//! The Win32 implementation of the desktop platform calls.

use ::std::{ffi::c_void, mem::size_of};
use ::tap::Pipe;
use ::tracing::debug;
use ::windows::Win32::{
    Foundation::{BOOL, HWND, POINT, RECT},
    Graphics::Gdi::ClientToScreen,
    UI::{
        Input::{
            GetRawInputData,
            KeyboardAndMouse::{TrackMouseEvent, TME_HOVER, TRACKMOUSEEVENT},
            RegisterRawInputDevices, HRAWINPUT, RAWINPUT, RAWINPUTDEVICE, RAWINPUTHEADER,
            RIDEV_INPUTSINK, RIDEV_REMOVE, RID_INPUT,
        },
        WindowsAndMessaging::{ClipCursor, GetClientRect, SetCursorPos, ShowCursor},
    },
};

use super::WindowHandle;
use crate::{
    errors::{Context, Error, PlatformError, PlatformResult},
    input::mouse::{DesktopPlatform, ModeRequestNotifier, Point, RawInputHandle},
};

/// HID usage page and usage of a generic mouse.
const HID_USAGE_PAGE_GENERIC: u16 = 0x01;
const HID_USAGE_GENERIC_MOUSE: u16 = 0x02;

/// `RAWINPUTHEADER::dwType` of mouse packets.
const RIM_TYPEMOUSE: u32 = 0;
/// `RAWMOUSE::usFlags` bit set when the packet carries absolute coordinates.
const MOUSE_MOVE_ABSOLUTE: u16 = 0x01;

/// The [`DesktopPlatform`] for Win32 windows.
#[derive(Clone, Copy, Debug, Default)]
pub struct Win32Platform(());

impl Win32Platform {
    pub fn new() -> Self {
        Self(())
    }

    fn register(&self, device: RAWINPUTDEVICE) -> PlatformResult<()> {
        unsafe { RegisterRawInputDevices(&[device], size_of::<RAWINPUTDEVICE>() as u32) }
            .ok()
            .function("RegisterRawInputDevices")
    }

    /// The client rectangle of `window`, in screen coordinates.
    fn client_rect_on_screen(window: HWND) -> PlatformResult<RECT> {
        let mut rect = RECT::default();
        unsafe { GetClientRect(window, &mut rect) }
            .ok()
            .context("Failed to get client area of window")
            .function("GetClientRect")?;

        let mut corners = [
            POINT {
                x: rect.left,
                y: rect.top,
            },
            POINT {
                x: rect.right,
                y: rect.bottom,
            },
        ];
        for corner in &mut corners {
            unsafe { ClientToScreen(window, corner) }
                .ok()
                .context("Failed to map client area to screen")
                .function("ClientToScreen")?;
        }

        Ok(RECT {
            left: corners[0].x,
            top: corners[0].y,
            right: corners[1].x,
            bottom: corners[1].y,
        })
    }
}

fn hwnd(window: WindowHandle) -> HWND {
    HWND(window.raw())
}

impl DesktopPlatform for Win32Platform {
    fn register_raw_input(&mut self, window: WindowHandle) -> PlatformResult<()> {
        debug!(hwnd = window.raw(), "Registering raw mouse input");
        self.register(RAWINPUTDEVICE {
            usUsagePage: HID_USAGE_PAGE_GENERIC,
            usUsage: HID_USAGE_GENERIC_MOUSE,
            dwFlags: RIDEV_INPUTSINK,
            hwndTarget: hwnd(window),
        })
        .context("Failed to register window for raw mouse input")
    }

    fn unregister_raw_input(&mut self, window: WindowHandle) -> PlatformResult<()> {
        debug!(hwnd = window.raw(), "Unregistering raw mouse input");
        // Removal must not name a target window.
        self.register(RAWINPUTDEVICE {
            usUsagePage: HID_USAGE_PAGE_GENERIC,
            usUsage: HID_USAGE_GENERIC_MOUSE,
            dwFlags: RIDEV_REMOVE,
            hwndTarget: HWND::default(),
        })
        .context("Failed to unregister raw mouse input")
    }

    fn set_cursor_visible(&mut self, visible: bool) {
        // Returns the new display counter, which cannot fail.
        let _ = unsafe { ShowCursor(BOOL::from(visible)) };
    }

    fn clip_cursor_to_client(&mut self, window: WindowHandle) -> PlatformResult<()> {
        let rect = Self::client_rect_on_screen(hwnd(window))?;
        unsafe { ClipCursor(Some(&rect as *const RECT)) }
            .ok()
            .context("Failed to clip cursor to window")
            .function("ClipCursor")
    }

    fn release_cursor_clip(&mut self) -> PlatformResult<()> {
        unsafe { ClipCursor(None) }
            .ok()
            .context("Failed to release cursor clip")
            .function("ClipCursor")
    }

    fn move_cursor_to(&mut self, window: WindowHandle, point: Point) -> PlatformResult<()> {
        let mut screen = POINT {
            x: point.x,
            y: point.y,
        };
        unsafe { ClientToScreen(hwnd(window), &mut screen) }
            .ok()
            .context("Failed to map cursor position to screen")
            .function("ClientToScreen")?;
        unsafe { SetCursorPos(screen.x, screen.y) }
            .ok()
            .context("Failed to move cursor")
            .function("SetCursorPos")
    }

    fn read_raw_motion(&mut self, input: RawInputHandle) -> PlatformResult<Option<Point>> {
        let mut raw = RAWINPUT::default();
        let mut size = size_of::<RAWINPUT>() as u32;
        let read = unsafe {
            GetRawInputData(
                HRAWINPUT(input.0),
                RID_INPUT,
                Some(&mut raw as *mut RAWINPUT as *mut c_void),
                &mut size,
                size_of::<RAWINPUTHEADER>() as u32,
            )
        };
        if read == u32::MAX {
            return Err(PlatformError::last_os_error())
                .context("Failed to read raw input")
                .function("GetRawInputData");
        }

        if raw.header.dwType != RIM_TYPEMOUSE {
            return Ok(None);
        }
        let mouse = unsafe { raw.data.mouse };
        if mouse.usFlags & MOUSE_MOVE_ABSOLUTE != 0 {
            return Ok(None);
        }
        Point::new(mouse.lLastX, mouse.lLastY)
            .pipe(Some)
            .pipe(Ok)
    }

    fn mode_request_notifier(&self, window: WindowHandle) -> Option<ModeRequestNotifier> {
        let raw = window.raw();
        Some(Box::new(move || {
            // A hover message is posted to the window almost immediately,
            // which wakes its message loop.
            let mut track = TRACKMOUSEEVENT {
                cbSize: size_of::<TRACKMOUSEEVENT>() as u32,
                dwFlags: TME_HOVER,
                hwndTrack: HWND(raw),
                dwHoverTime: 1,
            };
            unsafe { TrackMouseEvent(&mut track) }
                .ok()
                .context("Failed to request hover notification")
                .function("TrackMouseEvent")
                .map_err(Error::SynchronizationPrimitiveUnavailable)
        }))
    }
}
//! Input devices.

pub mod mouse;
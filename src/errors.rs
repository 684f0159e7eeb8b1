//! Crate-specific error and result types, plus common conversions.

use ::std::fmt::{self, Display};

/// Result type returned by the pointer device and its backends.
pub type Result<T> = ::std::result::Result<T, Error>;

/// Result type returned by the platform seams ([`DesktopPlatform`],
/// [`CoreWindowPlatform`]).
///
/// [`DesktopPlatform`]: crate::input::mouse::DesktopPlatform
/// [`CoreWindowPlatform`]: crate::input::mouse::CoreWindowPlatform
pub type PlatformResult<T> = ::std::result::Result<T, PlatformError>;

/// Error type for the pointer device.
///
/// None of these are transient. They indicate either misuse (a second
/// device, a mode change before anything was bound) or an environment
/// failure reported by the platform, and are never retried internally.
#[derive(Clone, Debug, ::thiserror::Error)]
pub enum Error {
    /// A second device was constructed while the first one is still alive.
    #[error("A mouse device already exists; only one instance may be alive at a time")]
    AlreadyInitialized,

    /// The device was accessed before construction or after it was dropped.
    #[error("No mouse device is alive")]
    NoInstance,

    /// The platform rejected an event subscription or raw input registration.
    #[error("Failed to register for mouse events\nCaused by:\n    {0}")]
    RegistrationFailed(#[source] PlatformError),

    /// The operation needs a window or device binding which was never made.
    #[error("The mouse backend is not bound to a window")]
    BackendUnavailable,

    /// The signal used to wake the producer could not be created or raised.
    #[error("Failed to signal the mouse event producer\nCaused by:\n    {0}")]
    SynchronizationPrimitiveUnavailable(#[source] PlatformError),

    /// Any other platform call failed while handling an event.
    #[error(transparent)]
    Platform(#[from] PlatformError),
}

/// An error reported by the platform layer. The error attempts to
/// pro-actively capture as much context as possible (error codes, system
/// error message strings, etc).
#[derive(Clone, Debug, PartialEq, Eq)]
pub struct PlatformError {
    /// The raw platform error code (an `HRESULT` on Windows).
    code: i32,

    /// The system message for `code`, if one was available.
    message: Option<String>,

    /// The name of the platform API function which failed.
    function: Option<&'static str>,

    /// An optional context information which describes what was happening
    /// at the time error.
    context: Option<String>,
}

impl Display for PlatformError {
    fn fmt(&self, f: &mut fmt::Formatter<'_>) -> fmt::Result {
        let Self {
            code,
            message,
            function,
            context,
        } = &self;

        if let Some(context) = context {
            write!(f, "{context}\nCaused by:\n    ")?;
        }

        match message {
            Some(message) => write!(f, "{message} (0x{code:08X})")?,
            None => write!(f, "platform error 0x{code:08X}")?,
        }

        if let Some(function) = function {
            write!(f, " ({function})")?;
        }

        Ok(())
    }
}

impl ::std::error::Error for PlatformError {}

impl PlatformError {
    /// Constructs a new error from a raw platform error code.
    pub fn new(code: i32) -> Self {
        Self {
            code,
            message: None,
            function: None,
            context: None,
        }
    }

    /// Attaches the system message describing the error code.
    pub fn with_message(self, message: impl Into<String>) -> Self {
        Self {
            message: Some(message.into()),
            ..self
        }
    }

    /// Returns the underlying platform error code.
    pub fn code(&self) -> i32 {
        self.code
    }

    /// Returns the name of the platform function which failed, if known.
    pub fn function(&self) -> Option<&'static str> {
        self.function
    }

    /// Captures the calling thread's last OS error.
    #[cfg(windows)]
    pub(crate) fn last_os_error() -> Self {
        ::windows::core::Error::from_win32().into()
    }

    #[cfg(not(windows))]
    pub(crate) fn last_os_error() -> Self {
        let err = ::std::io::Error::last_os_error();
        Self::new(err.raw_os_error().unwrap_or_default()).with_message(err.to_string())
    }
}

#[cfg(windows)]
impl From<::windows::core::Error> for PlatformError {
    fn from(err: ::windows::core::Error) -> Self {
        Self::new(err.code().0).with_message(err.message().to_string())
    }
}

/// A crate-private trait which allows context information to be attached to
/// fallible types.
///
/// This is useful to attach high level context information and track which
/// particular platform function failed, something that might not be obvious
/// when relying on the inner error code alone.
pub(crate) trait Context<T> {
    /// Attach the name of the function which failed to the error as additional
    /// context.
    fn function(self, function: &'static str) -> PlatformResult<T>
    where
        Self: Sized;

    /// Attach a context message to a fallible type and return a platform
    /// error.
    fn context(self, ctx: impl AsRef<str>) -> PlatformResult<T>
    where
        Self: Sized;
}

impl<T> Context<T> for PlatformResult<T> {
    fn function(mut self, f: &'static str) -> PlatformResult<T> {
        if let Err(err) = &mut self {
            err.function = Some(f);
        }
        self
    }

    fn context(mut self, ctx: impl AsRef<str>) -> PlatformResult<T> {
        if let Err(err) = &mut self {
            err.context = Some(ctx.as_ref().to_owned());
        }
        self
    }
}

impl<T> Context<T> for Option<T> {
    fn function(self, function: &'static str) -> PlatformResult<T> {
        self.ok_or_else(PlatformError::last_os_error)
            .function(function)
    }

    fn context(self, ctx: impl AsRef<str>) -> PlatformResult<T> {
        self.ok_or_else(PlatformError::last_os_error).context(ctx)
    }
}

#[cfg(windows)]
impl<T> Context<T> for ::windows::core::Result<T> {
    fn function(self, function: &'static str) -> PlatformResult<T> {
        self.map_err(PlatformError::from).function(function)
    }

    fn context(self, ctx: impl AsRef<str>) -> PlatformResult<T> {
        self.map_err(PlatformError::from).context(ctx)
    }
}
===
> **WORK TO COMPLETE**: The first line of the data, the line with "in screen coordinates.", and all lines in between are to be copied exactly. Leave out everything else.

> **RESPONSE TO THE EXERCISE**:
//! The Win32 implementation of the desktop platform calls.

use ::std::{ffi::c_void, mem::size_of};
use ::tap::Pipe;
use ::tracing::debug;
use ::windows::Win32::{
    Foundation::{BOOL, HWND, POINT, RECT},
    Graphics::Gdi::ClientToScreen,
    UI::{
        Input::{
            GetRawInputData,
            KeyboardAndMouse::{TrackMouseEvent, TME_HOVER, TRACKMOUSEEVENT},
            RegisterRawInputDevices, HRAWINPUT, RAWINPUT, RAWINPUTDEVICE, RAWINPUTHEADER,
            RIDEV_INPUTSINK, RIDEV_REMOVE, RID_INPUT,
        },
        WindowsAndMessaging::{ClipCursor, GetClientRect, SetCursorPos, ShowCursor},
    },
};

use super::WindowHandle;
use crate::{
    errors::{Context, Error, PlatformError, PlatformResult},
    input::mouse::{DesktopPlatform, ModeRequestNotifier, Point, RawInputHandle},
};

/// HID usage page and usage of a generic mouse.
const HID_USAGE_PAGE_GENERIC: u16 = 0x01;
const HID_USAGE_GENERIC_MOUSE: u16 = 0x02;

/// `RAWINPUTHEADER::dwType` of mouse packets.
const RIM_TYPEMOUSE: u32 = 0;
/// `RAWMOUSE::usFlags` bit set when the packet carries absolute coordinates.
const MOUSE_MOVE_ABSOLUTE: u16 = 0x01;

/// The [`DesktopPlatform`] for Win32 windows.
#[derive(Clone, Copy, Debug, Default)]
pub struct Win32Platform(());

impl Win32Platform {
    pub fn new() -> Self {
        Self(())
    }

    fn register(&self, device: RAWINPUTDEVICE) -> PlatformResult<()> {
        unsafe { RegisterRawInputDevices(&[device], size_of::<RAWINPUTDEVICE>() as u32) }
            .ok()
            .function("RegisterRawInputDevices")
    }

    /// The client rectangle of `window`, in screen coordinates.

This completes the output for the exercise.